Cross Validation

Introduction

Here we overview two approaches to overcome some of the challenges associated with train, valid and test splits.

LOOCV (Leave-One-Out Cross Validation)

In LOOCV, a single observation is left out for the validation set. This leaves the remaining observations for train and/or test. We train the model like usual, and use the single validation observation as the test for that data point.

Then, we repeat that process across each individual observation, starting with ($x_1$,$y_1$), then ($x_2$,$y_2$), etc. Then, after getting the MSE (Mean Squared Error) for each LOOCV, take the average of these validation error estimates:

$CV_n = \frac{1}{n}\sum_{i=1}^{n}MSE_i$

Where n is the number of observations.

Here’s a simple example of running through each validation set. Sometimes, the test split is called the validation split (meaning they only split the data into 2 splits, not 3), as you see in the animation below.

Strengths With LOOCV

• Far less bias (see Bias-Variance Tradeoff) because the validation error rate is often not overestimated granted that far more of the data set is used for training in LOOCV

• There is no randomness in the results, since each observation is used for validation exactly once

• Very general and easy to implement with just about any predictive modeling

Challenges With LOOCV

• Although the MSE is unbiased for each validation split since it was not used for training, it is a poor estimate because it’s highly variable

• If n is large, each model can be very slow to fit

K-fold Cross Validation

K-fold CV is similar to LOOCV, except instead of 1 observation per validation split, we split the data into k number of "folds", or groups of approximately equal size. See the animation below for a visual explanation.

Again, this animation uses test to mean the validation split, because there isn’t a separate test split. First, k number of folds are chosen. In this animation, $k=3$. Then, the data is randomly shuffled. Then, each fold is given 4 observations, since 12 observations divided by 3 folds equals 4 observations per fold (sometimes you will have unequal folds; that’s OK, just try to make them as equal as possible).

This is how you compute the MSE mathematically using k-fold CV:

$CV_k = \frac{1}{k}\sum_{i=1}^{k}MSE_k$

The Right k

How can we choose the right size of k? One of the strengths of k-folding is that it requires less computation than LOOCV, but as k increases, this becomes less and less the case. At the extreme, when k=n, that would be the same as LOOCV. On the other extreme, if k=2, then you are only taking 2 average MSE’s.

The rule of thumb is typically a lower number is preferred, usually around 5-10. But instead of trying just one number, just try many k values and see which gives the best accuracy, or whatever metric you want to measure by! Let the data drive your k decision. Often there is an approximately optimal k value, but it is highly contextual and depends on the problem.

Strengths With k-fold

If you recall from LOOCV, one of the challenges is that it has to be computed n times. And as you get more and more data, this can be computationally expensive. K-folds simplify this computation: you end up doing precisely k computations, compared to n computations in LOOCV.

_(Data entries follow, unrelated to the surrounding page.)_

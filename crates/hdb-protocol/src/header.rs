//! Message, segment and part headers.
//!
//! ```text
//! message  := message_header (32) || segment*
//! segment  := segment_header (24) || part*
//! part     := part_header (16) || body || padding to 8 bytes
//! ```

use bytes::{BufMut, Bytes, BytesMut};

use crate::codec::{put_zeroes, ByteReader};
use crate::error::ProtocolError;
use crate::kinds::{CommandOptions, FunctionCode, MessageKind, PartAttributes, SegmentKind};

/// Message header size in bytes.
pub const MESSAGE_HEADER_SIZE: usize = 32;

/// Segment header size in bytes.
pub const SEGMENT_HEADER_SIZE: usize = 24;

/// Part header size in bytes.
pub const PART_HEADER_SIZE: usize = 16;

/// Largest varpart a message may carry.
pub const MAX_VARPART_SIZE: usize = i32::MAX as usize;

/// Message header.
#[derive(Debug, Clone, Copy, PartialEq, Eq, Default)]
pub struct MessageHeader {
    /// Session id assigned by the server (0 before connect).
    pub session_id: i64,
    /// Packet sequence counter.
    pub packet_count: i32,
    /// Bytes following the header.
    pub varpart_length: u32,
    /// Buffer size reserved for the varpart.
    pub varpart_size: u32,
    /// Number of segments.
    pub num_segments: i16,
    /// Packet options.
    pub packet_options: i8,
}

impl MessageHeader {
    /// Decode a message header.
    pub fn decode(src: &mut ByteReader) -> Result<Self, ProtocolError> {
        if src.remaining() < MESSAGE_HEADER_SIZE {
            return Err(ProtocolError::incomplete(MESSAGE_HEADER_SIZE, src.remaining()));
        }
        let session_id = src.i64()?;
        let packet_count = src.i32()?;
        let varpart_length = src.u32()?;
        let varpart_size = src.u32()?;
        let num_segments = src.i16()?;
        let packet_options = src.i8()?;
        // filler (1) + compression varpart length (4) + filler (4)
        src.skip(9)?;
        Ok(Self {
            session_id,
            packet_count,
            varpart_length,
            varpart_size,
            num_segments,
            packet_options,
        })
    }

    /// Peek the varpart length from the first header bytes without consuming.
    ///
    /// Returns `None` if fewer than [`MESSAGE_HEADER_SIZE`] bytes are given.
    #[must_use]
    pub fn peek_varpart_length(src: &[u8]) -> Option<usize> {
        if src.len() < MESSAGE_HEADER_SIZE {
            return None;
        }
        let raw = [src[12], src[13], src[14], src[15]];
        Some(u32::from_le_bytes(raw) as usize)
    }

    /// Encode into `dst`.
    pub fn encode(&self, dst: &mut impl BufMut) {
        dst.put_i64_le(self.session_id);
        dst.put_i32_le(self.packet_count);
        dst.put_u32_le(self.varpart_length);
        dst.put_u32_le(self.varpart_size);
        dst.put_i16_le(self.num_segments);
        dst.put_i8(self.packet_options);
        put_zeroes(dst, 9);
    }

    /// Encode to a new `Bytes`.
    #[must_use]
    pub fn encode_to_bytes(&self) -> Bytes {
        let mut buf = BytesMut::with_capacity(MESSAGE_HEADER_SIZE);
        self.encode(&mut buf);
        buf.freeze()
    }
}

/// Kind-specific half of the segment header.
#[derive(Debug, Clone, Copy, PartialEq, Eq)]
pub enum SegmentBody {
    /// Request segment.
    Request {
        /// What the client asks for.
        message_kind: MessageKind,
        /// Auto-commit flag.
        commit: bool,
        /// Command options.
        command_options: CommandOptions,
    },
    /// Reply or error segment.
    Reply {
        /// What the server did.
        function_code: FunctionCode,
    },
}

/// Segment header.
#[derive(Debug, Clone, Copy, PartialEq, Eq)]
pub struct SegmentHeader {
    /// Segment length including this header.
    pub length: i32,
    /// Offset of the segment within the message varpart.
    pub offset: i32,
    /// Number of parts.
    pub num_parts: i16,
    /// Segment number, starting at 1.
    pub segment_no: i16,
    /// Segment kind.
    pub kind: SegmentKind,
    /// Request or reply specific fields.
    pub body: SegmentBody,
}

impl SegmentHeader {
    /// Build a request segment header; lengths are filled in by the framer.
    #[must_use]
    pub const fn request(message_kind: MessageKind, commit: bool, command_options: CommandOptions) -> Self {
        Self {
            length: 0,
            offset: 0,
            num_parts: 0,
            segment_no: 1,
            kind: SegmentKind::Request,
            body: SegmentBody::Request {
                message_kind,
                commit,
                command_options,
            },
        }
    }

    /// Build a reply segment header; lengths are filled in by the framer.
    #[must_use]
    pub const fn reply(kind: SegmentKind, function_code: FunctionCode) -> Self {
        Self {
            length: 0,
            offset: 0,
            num_parts: 0,
            segment_no: 1,
            kind,
            body: SegmentBody::Reply { function_code },
        }
    }

    /// Message kind for request segments.
    #[must_use]
    pub const fn message_kind(&self) -> Option<MessageKind> {
        match self.body {
            SegmentBody::Request { message_kind, .. } => Some(message_kind),
            SegmentBody::Reply { .. } => None,
        }
    }

    /// Function code for reply segments.
    #[must_use]
    pub const fn function_code(&self) -> Option<FunctionCode> {
        match self.body {
            SegmentBody::Reply { function_code } => Some(function_code),
            SegmentBody::Request { .. } => None,
        }
    }

    /// Decode a segment header.
    pub fn decode(src: &mut ByteReader) -> Result<Self, ProtocolError> {
        if src.remaining() < SEGMENT_HEADER_SIZE {
            return Err(ProtocolError::incomplete(SEGMENT_HEADER_SIZE, src.remaining()));
        }
        let length = src.i32()?;
        let offset = src.i32()?;
        let num_parts = src.i16()?;
        let segment_no = src.i16()?;
        let kind = SegmentKind::from_raw(src.i8()?)?;
        let body = match kind {
            SegmentKind::Request => {
                let message_kind = MessageKind::from_raw(src.i8()?)?;
                let commit = src.bool()?;
                let command_options = CommandOptions::from_bits_retain(src.i8()?);
                src.skip(8)?;
                SegmentBody::Request {
                    message_kind,
                    commit,
                    command_options,
                }
            }
            SegmentKind::Reply | SegmentKind::Error | SegmentKind::Invalid => {
                src.skip(1)?;
                let function_code = FunctionCode::from_raw(src.i16()?)?;
                src.skip(8)?;
                SegmentBody::Reply { function_code }
            }
        };
        Ok(Self {
            length,
            offset,
            num_parts,
            segment_no,
            kind,
            body,
        })
    }

    /// Encode into `dst`.
    pub fn encode(&self, dst: &mut impl BufMut) {
        dst.put_i32_le(self.length);
        dst.put_i32_le(self.offset);
        dst.put_i16_le(self.num_parts);
        dst.put_i16_le(self.segment_no);
        dst.put_i8(self.kind.raw());
        match self.body {
            SegmentBody::Request {
                message_kind,
                commit,
                command_options,
            } => {
                dst.put_i8(message_kind.raw());
                dst.put_u8(u8::from(commit));
                dst.put_i8(command_options.bits());
            }
            SegmentBody::Reply { function_code } => {
                dst.put_i8(0);
                dst.put_i16_le(function_code.raw());
            }
        }
        put_zeroes(dst, 8);
    }
}

/// Part header.
#[derive(Debug, Clone, Copy, PartialEq, Eq)]
pub struct PartHeader {
    /// Raw part kind (unknown kinds are kept and skipped).
    pub kind: i8,
    /// Attribute flags.
    pub attributes: PartAttributes,
    /// Argument count; large counts use the 32-bit field on the wire.
    pub arg_count: i32,
    /// Body length in bytes, excluding padding.
    pub buffer_length: i32,
    /// Buffer size available (requests) or used (replies).
    pub buffer_size: i32,
}

impl PartHeader {
    /// Create a header for a body of `buffer_length` bytes.
    #[must_use]
    pub const fn new(kind: i8, arg_count: i32, buffer_length: i32) -> Self {
        Self {
            kind,
            attributes: PartAttributes::empty(),
            arg_count,
            buffer_length,
            buffer_size: buffer_length,
        }
    }

    /// Decode a part header.
    pub fn decode(src: &mut ByteReader) -> Result<Self, ProtocolError> {
        if src.remaining() < PART_HEADER_SIZE {
            return Err(ProtocolError::incomplete(PART_HEADER_SIZE, src.remaining()));
        }
        let kind = src.i8()?;
        let attributes = PartAttributes::from_bits_retain(src.i8()?);
        let small = src.i16()?;
        let big = src.i32()?;
        let buffer_length = src.i32()?;
        let buffer_size = src.i32()?;
        let arg_count = if small == -1 { big } else { i32::from(small) };
        Ok(Self {
            kind,
            attributes,
            arg_count,
            buffer_length,
            buffer_size,
        })
    }

    /// Encode into `dst`.
    pub fn encode(&self, dst: &mut impl BufMut) {
        dst.put_i8(self.kind);
        dst.put_i8(self.attributes.bits());
        if self.arg_count > i32::from(i16::MAX) {
            dst.put_i16_le(-1);
            dst.put_i32_le(self.arg_count);
        } else {
            dst.put_i16_le(self.arg_count as i16);
            dst.put_i32_le(0);
        }
        dst.put_i32_le(self.buffer_length);
        dst.put_i32_le(self.buffer_size);
    }
}

#[cfg(test)]
#[allow(clippy::unwrap_used)]
mod tests {
    use super::*;

    #[test]
    fn test_message_header_roundtrip() {
        let header = MessageHeader {
            session_id: 0x0102_0304_0506_0708,
            packet_count: 7,
            varpart_length: 120,
            varpart_size: 16276,
            num_segments: 1,
            packet_options: 0,
        };
        let bytes = header.encode_to_bytes();
        assert_eq!(bytes.len(), MESSAGE_HEADER_SIZE);
        assert_eq!(MessageHeader::peek_varpart_length(&bytes), Some(120));

        let decoded = MessageHeader::decode(&mut ByteReader::new(bytes)).unwrap();
        assert_eq!(decoded, header);
    }

    #[test]
    fn test_segment_header_sizes() {
        let mut buf = BytesMut::new();
        SegmentHeader::request(MessageKind::ExecuteDirect, true, CommandOptions::empty()).encode(&mut buf);
        assert_eq!(buf.len(), SEGMENT_HEADER_SIZE);
        assert_eq!(buf[13], MessageKind::ExecuteDirect.raw() as u8);
        assert_eq!(buf[14], 1, "auto-commit flag");

        let mut buf = BytesMut::new();
        SegmentHeader::reply(SegmentKind::Reply, FunctionCode::Select).encode(&mut buf);
        assert_eq!(buf.len(), SEGMENT_HEADER_SIZE);
        let decoded = SegmentHeader::decode(&mut ByteReader::new(buf.freeze())).unwrap();
        assert_eq!(decoded.function_code(), Some(FunctionCode::Select));
    }

    #[test]
    fn test_part_header_big_arg_count() {
        let header = PartHeader::new(32, 100_000, 64);
        let mut buf = BytesMut::new();
        header.encode(&mut buf);
        assert_eq!(buf.len(), PART_HEADER_SIZE);
        assert_eq!(&buf[2..4], &(-1i16).to_le_bytes());

        let decoded = PartHeader::decode(&mut ByteReader::new(buf.freeze())).unwrap();
        assert_eq!(decoded.arg_count, 100_000);
    }

    #[test]
    fn test_truncated_header() {
        let err = MessageHeader::decode(&mut ByteReader::new(Bytes::from_static(&[0; 10]))).unwrap_err();
        assert_eq!(err, ProtocolError::incomplete(MESSAGE_HEADER_SIZE, 10));
    }
}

Another advantage of k-folds is that they introduce an element of Bias-Variance Tradeoff. The details for this are outside of the scope of this article, but in general, an increasingly high k value will lead to higher variance, and vice versa. Again, there are empirical studies which show that k=5 to k=10 is usually the approximately optimal value of k. But why trust these empirical studies? See for yourself which k is best for your data!

Challenges With k-fold

Choosing the right value of k, and ensuring random sampling across the folds are the primary challenges with k-folds.